Identification of positron emission tomography (PET) tracer candidates by prediction of the target-bound fraction in the brain.

Background: Development of tracers for imaging with positron emission tomography (PET) is often a time-consuming process associated with considerable attrition. In an effort to simplify this process, we herein propose a mechanistically integrated approach for the selection of tracer candidates based on in vitro measurements of ligand affinity (Kd), non-specific binding in brain tissue (Vu,brain), and target protein expression (Bmax).

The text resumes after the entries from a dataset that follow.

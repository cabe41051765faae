use smol_str::SmolStr;

use crate::base::Location;

use super::NamedNode;

/// Kinds of UI element properties.
#[derive(Clone, Copy, Debug, PartialEq, Eq, Hash)]
pub enum UiPropertyKind {
    Id,
    Type,
    Editable,
    DataType,
    Value,
    MinLength,
    MaxLength,
    MinValue,
    MaxValue,
    Format,
    Required,
    Locale,
}

impl UiPropertyKind {
    /// How many declarations of this kind a single element admits.
    ///
    /// `value` may be declared twice (complementary operators, e.g. an
    /// `in` set plus a `not in` set); everything else exactly once.
    pub fn max_declarations(self) -> usize {
        match self {
            UiPropertyKind::Value => 2,
            _ => 1,
        }
    }

    /// The keyword as written in specifications, for messages.
    pub fn keyword(self) -> &'static str {
        match self {
            UiPropertyKind::Id => "id",
            UiPropertyKind::Type => "type",
            UiPropertyKind::Editable => "editable",
            UiPropertyKind::DataType => "datatype",
            UiPropertyKind::Value => "value",
            UiPropertyKind::MinLength => "minlength",
            UiPropertyKind::MaxLength => "maxlength",
            UiPropertyKind::MinValue => "minvalue",
            UiPropertyKind::MaxValue => "maxvalue",
            UiPropertyKind::Format => "format",
            UiPropertyKind::Required => "required",
            UiPropertyKind::Locale => "locale",
        }
    }

    /// Kinds that cannot coexist with a declaration of this kind on the
    /// same element.
    pub fn incompatible_with(self) -> &'static [UiPropertyKind] {
        match self {
            UiPropertyKind::Value => &[
                UiPropertyKind::MinValue,
                UiPropertyKind::MaxValue,
                UiPropertyKind::MinLength,
                UiPropertyKind::MaxLength,
                UiPropertyKind::Format,
            ],
            _ => &[],
        }
    }
}

/// Operators connecting a property to its value.
#[derive(Clone, Copy, Debug, PartialEq, Eq, Hash)]
pub enum PropertyOperator {
    EqualTo,
    NotEqualTo,
    In,
    NotIn,
    ComputedBy,
}

impl PropertyOperator {
    pub fn keyword(self) -> &'static str {
        match self {
            PropertyOperator::EqualTo => "equal to",
            PropertyOperator::NotEqualTo => "not equal to",
            PropertyOperator::In => "in",
            PropertyOperator::NotIn => "not in",
            PropertyOperator::ComputedBy => "computed by",
        }
    }

    /// Whether two same-kind declarations may use this pair of operators.
    /// Only complementary pairs are accepted.
    pub fn compatible_with(self, other: PropertyOperator) -> bool {
        use PropertyOperator::*;
        matches!(
            (self, other),
            (EqualTo, NotEqualTo) | (NotEqualTo, EqualTo) | (In, NotIn) | (NotIn, In)
        )
    }
}

/// What a property value is, before resolution.
#[derive(Clone, Copy, Debug, PartialEq, Eq)]
pub enum ValueKind {
    /// A literal number, string or date expression.
    Literal,
    /// A literal list of values.
    List,
    /// A reference to a named constant.
    Constant,
    /// A reference to another UI element.
    UiElementRef,
    /// A query over tables/databases, possibly referencing constants and
    /// UI elements.
    Query,
}

/// A property value: its kind plus the raw text the parser captured.
/// For `Constant` and `UiElementRef` the raw text is the referenced name.
#[derive(Clone, Debug)]
pub struct PropertyValue {
    pub kind: ValueKind,
    pub raw: String,
}

impl PropertyValue {
    pub fn new(kind: ValueKind, raw: impl Into<String>) -> Self {
        Self {
            kind,
            raw: raw.into(),
        }
    }
}

/// An index-based handle to a node in the specification-wide arenas:
/// document index plus node index within that document's collection.
#[derive(Clone, Copy, Debug, PartialEq, Eq, Hash)]
pub struct NodeHandle {
    pub doc: u32,
    pub node: u32,
}

impl NodeHandle {
    pub fn new(doc: usize, node: usize) -> Self {
        Self {
            doc: doc as u32,
            node: node as u32,
        }
    }
}

/// A resolved reference recorded on a property by the reference analyzer.
/// Handles index into the owning [`Specification`](crate::spec::Specification),
/// never alias the referenced node.
#[derive(Clone, Copy, Debug, PartialEq, Eq, Hash)]
pub enum ReferenceHandle {
    Constant(NodeHandle),
    Table(NodeHandle),
    Database(NodeHandle),
    UiElement(NodeHandle),
}

/// One property declaration of a UI element.
#[derive(Clone, Debug)]
pub struct UiProperty {
    pub kind: UiPropertyKind,
    pub operator: PropertyOperator,
    pub value: PropertyValue,
    pub location: Location,
    /// Filled by the property reference analyzer.
    pub references: Vec<ReferenceHandle>,
}

impl UiProperty {
    pub fn new(
        kind: UiPropertyKind,
        operator: PropertyOperator,
        value: PropertyValue,
        location: Location,
    ) -> Self {
        Self {
            kind,
            operator,
            value,
            location,
            references: Vec::new(),
        }
    }
}

/// A UI element declaration, document-global or feature-scoped.
#[derive(Clone, Debug, Default)]
pub struct UiElement {
    pub name: SmolStr,
    pub location: Location,
    pub properties: Vec<UiProperty>,
}

impl UiElement {
    pub fn new(name: impl Into<SmolStr>, location: Location) -> Self {
        Self {
            name: name.into(),
            location,
            properties: Vec::new(),
        }
    }

    pub fn with_property(mut self, property: UiProperty) -> Self {
        self.properties.push(property);
        self
    }
}

impl NamedNode for UiElement {
    fn name(&self) -> &str {
        &self.name
    }
    fn location(&self) -> &Location {
        &self.location
    }
}

#[cfg(test)]
mod tests {
    use super::*;

    #[test]
    fn test_value_is_twice_declarable() {
        assert_eq!(UiPropertyKind::Value.max_declarations(), 2);
        assert_eq!(UiPropertyKind::MinLength.max_declarations(), 1);
    }

    #[test]
    fn test_complementary_operators_are_compatible() {
        assert!(PropertyOperator::In.compatible_with(PropertyOperator::NotIn));
        assert!(PropertyOperator::EqualTo.compatible_with(PropertyOperator::NotEqualTo));
        assert!(!PropertyOperator::In.compatible_with(PropertyOperator::In));
        assert!(!PropertyOperator::ComputedBy.compatible_with(PropertyOperator::EqualTo));
    }

    #[test]
    fn test_value_incompatibilities() {
        assert!(
            UiPropertyKind::Value
                .incompatible_with()
                .contains(&UiPropertyKind::Format)
        );
        assert!(UiPropertyKind::Id.incompatible_with().is_empty());
    }
}
//! Shared builders for integration tests.

#![allow(dead_code)]

use litmus::analysis::{
    AssumeExisting, BatchSpecificationAnalyzer, BracketQueryParser, NoopConnectionChecker,
};
use litmus::ast::{Document, Feature, Import, Scenario, TestCase, Variant};
use litmus::base::Location;
use litmus::graph::SpecGraph;
use litmus::report::ProblemMapper;
use litmus::spec::Specification;

/// A document importing each target, with imports resolved.
pub fn importing(path: &str, targets: &[&str]) -> Document {
    let mut doc = Document::new(path);
    for (i, target) in targets.iter().enumerate() {
        doc.imports
            .push(Import::new(*target, Location::new(i as u32 + 1, 1)));
    }
    doc.resolve_imports();
    doc
}

/// A feature with one scenario per entry, each holding that many variants.
pub fn feature(name: &str, scenario_variants: &[usize]) -> Feature {
    let mut feature = Feature::new(name, Location::new(1, 1));
    for (i, &variants) in scenario_variants.iter().enumerate() {
        let mut scenario = Scenario::new(format!("Scenario {i}"), Location::new(i as u32 + 2, 1));
        for v in 0..variants {
            scenario
                .variants
                .push(Variant::new(format!("Variant {v}"), Location::new(10, 1)));
        }
        feature.scenarios.push(scenario);
    }
    feature
}

pub fn test_case(name: &str, line: u32) -> TestCase {
    TestCase::new(name, Location::new(line, 1))
}

pub fn build_spec(docs: Vec<Document>) -> Specification {
    let mut spec = Specification::new();
    for doc in docs {
        spec.add_document(doc);
    }
    spec
}

/// Run the full analyzer battery with in-memory collaborators.
pub fn analyze(spec: &mut Specification) -> (bool, ProblemMapper) {
    let graph = SpecGraph::build(spec);
    let mut problems = ProblemMapper::new();
    let success = BatchSpecificationAnalyzer::new(
        &AssumeExisting,
        &NoopConnectionChecker,
        &BracketQueryParser,
    )
    .analyze(&graph, spec, &mut problems);
    (success, problems)
}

Methods: A dataset of 35 functional and 12 non-functional central nervous system (CNS) PET tracers was compiled. Data was identified in literature for Kd and Bmax, whereas a brain slice methodology was used to determine values for Vu,brain. A mathematical prediction model for the target-bound fraction of tracer in the brain (ftb) was derived and evaluated with respect to how well it predicts tracer functionality compared to traditional PET tracer candidate selection criteria.

Results: The methodology correctly classified 31/35 functioning and 12/12 non-functioning tracers. This predictivity was superior to traditional classification criteria or combinations thereof.

Conclusions: The presented CNS PET tracer identification approach is rapid and accurate and is expected to facilitate the development of novel PET tracers for the molecular imaging community.